Table 1. Post-hoc analysis for the significant interaction Condition × Sampling point for the measure: Standard deviation of hand position.
The coupling of joint angles within the arm posture was analyzed using a principal component analysis applied to the inter-trial 7 × 7 covariance matrix of the arm posture. Under ischemia, the first two eigenvalues explained 88.90 ± 2.44% of total joint angle variance compared with 83.40 ± 2.27% in the control condition (see Figure 5A for group mean and Figure 5B for a representative participant). This difference was significant [t(8) = −18.43, p < 0.01].
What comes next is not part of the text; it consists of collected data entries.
use cfgtext_import::ConfigFileFormat;
use cfgtext_types::NamespaceId;
use thiserror::Error;

#[derive(Debug, Error)]
pub enum SdkError {
    #[error("namespace not found: {0}")]
    NamespaceNotFound(NamespaceId),

    #[error("no namespace registered for {0}")]
    UnknownTarget(String),

    #[error("config text is {size} bytes, limit is {limit}")]
    TextTooLarge { size: usize, limit: usize },

    #[error("namespaces in {0} format cannot be edited as text")]
    UnsupportedFormat(ConfigFileFormat),

    #[error(transparent)]
    Resolve(#[from] cfgtext_resolve::ResolveError),

    #[error("store error: {0}")]
    Store(#[from] cfgtext_store::StoreError),

    #[error("import error: {0}")]
    Import(#[from] cfgtext_import::ImportError),

    #[error("config error: {0}")]
    Config(String),

    #[error("I/O error: {0}")]
    Io(#[from] std::io::Error),
}

pub type SdkResult<T> = Result<T, SdkError>;
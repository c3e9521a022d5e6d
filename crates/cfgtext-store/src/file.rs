use std::fs;
use std::io::Write;
use std::path::{Path, PathBuf};
use std::sync::Mutex;

use cfgtext_resolve::ChangeSet;
use cfgtext_types::NamespaceId;
use tracing::debug;

use crate::error::{StoreError, StoreResult};
use crate::model::{AppliedChangeSet, Baseline, NamespaceInfo};
use crate::state::StoreState;
use crate::traits::ItemStore;

/// Item store backed by a single JSON document.
///
/// Every mutation reads the document, applies the change in memory, writes
/// the result to a temporary file in the same directory, and renames it over
/// the original. A crash leaves either the old or the new document, never a
/// mix. A process-local mutex serializes access; separate processes sharing
/// one file are not coordinated beyond the revision check.
pub struct JsonFileItemStore {
    path: PathBuf,
    guard: Mutex<()>,
}

impl JsonFileItemStore {
    /// Open a store at `path`. The file is created on the first write.
    pub fn open(path: impl Into<PathBuf>) -> Self {
        Self {
            path: path.into(),
            guard: Mutex::new(()),
        }
    }

    pub fn path(&self) -> &Path {
        &self.path
    }

    fn load(&self) -> StoreResult<StoreState> {
        if !self.path.exists() {
            return Ok(StoreState::default());
        }
        let data = fs::read(&self.path)?;
        serde_json::from_slice(&data).map_err(|e| StoreError::Serialization(e.to_string()))
    }

    fn persist(&self, state: &StoreState) -> StoreResult<()> {
        let data = serde_json::to_vec_pretty(state)
            .map_err(|e| StoreError::Serialization(e.to_string()))?;

        let dir = match self.path.parent() {
            Some(parent) if !parent.as_os_str().is_empty() => parent.to_path_buf(),
            _ => PathBuf::from("."),
        };
        fs::create_dir_all(&dir)?;

        let mut tmp = tempfile::NamedTempFile::new_in(&dir)?;
        tmp.write_all(&data)?;
        tmp.as_file().sync_all()?;
        tmp.persist(&self.path).map_err(|e| StoreError::Io(e.error))?;

        debug!(path = %self.path.display(), bytes = data.len(), "store persisted");
        Ok(())
    }

    /// Run `f` on a copy of the state and persist the copy only if `f`
    /// succeeds.
    fn mutate<T>(&self, f: impl FnOnce(&mut StoreState) -> StoreResult<T>) -> StoreResult<T> {
        let _guard = self.guard.lock().expect("lock poisoned");
        let mut state = self.load()?;
        let out = f(&mut state)?;
        self.persist(&state)?;
        Ok(out)
    }

    fn read<T>(&self, f: impl FnOnce(&StoreState) -> StoreResult<T>) -> StoreResult<T> {
        let _guard = self.guard.lock().expect("lock poisoned");
        let state = self.load()?;
        f(&state)
    }
}

impl ItemStore for JsonFileItemStore {
    fn create_namespace(&self, app_id: &str, cluster: &str, name: &str) -> StoreResult<NamespaceInfo> {
        self.mutate(|state| state.create_namespace(app_id, cluster, name))
    }

    fn find_namespace(
        &self,
        app_id: &str,
        cluster: &str,
        name: &str,
    ) -> StoreResult<Option<NamespaceInfo>> {
        self.read(|state| Ok(state.find_namespace(app_id, cluster, name)))
    }

    fn namespace(&self, id: NamespaceId) -> StoreResult<Option<NamespaceInfo>> {
        self.read(|state| Ok(state.namespace(id).map(|record| record.info.clone())))
    }

    fn namespaces(&self) -> StoreResult<Vec<NamespaceInfo>> {
        self.read(|state| Ok(state.namespaces()))
    }

    fn snapshot(&self, namespace: NamespaceId) -> StoreResult<Baseline> {
        self.read(|state| state.snapshot(namespace))
    }

    fn apply(
        &self,
        namespace: NamespaceId,
        expected_revision: u64,
        changes: &ChangeSet,
    ) -> StoreResult<AppliedChangeSet> {
        self.mutate(|state| state.apply(namespace, expected_revision, changes))
    }
}

impl std::fmt::Debug for JsonFileItemStore {
    fn fmt(&self, f: &mut std::fmt::Formatter<'_>) -> std::fmt::Result {
        f.debug_struct("JsonFileItemStore")
            .field("path", &self.path)
            .finish()
    }
}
Figure 5. Coupling of joint angle variability. (A) Group mean (± standard deviation) of the variance explained by the two biggest eigenvalues, averaged across the nine sampling points, is shown. Under ischemia significantly more variance was explained by the first two eigenvalues as compared to the control condition. (B) Explained variance by the seven eigenvalues, averaged across the nine sampling points, is shown for one representative participant. (C) The coefficient of determination (R2) of final arm posture variance with respect to arm posture variance at the fifth sampling point. Error bars represent standard deviations. Under ischemia the coefficient of determination was higher than in the control condition. (D) The coefficient of determination (R2) of final arm posture variance with respect to arm posture variance for each sampling point is shown for a representative participant for both conditions.
The coupling of the arm posture was analyzed using the coefficient of determination between of final arm posture with respect to the arm posture during movement execution. As a matter of course, the coefficient of determination increased toward movement end and finally reached the level of 1 (see Figure 5D for a representative participant). The coefficient of determination of final arm posture with respect to the variance of the arm posture at the first sampling point was smaller in the control condition (R2 = 0.4) than under ischemia (R2 = 0.7). Consequently, the subsequent increase in the coefficient of determination up to the value 1 at movement end was steeper in the control condition than under ischemia. For group comparison, only the coefficient of determination with respect to the fifth sampling point, when the standard deviation of arm posture was maximal, was analyzed. Under ischemia the coefficient of determination was significantly higher than in the control condition [R2: 0.82 ± 0.18 vs. 0.54 ± 0.06, t(7) = −3.89, p < 0.01, see Figure 5C].
Discussion
In the current study, we introduced a method to investigate the coupling of joint angle variability across the time course of discrete, goal-directed, natural reaching movements. The method was exemplified on a dataset that was collected to study the influence of temporary proprioceptive deafferentation on the control of a complex reaching movement. In the following, the main outcomes of the study will be discussed first, followed by a discussion on the canonical correlation method introduced to analyze the propagation of movement variability across time.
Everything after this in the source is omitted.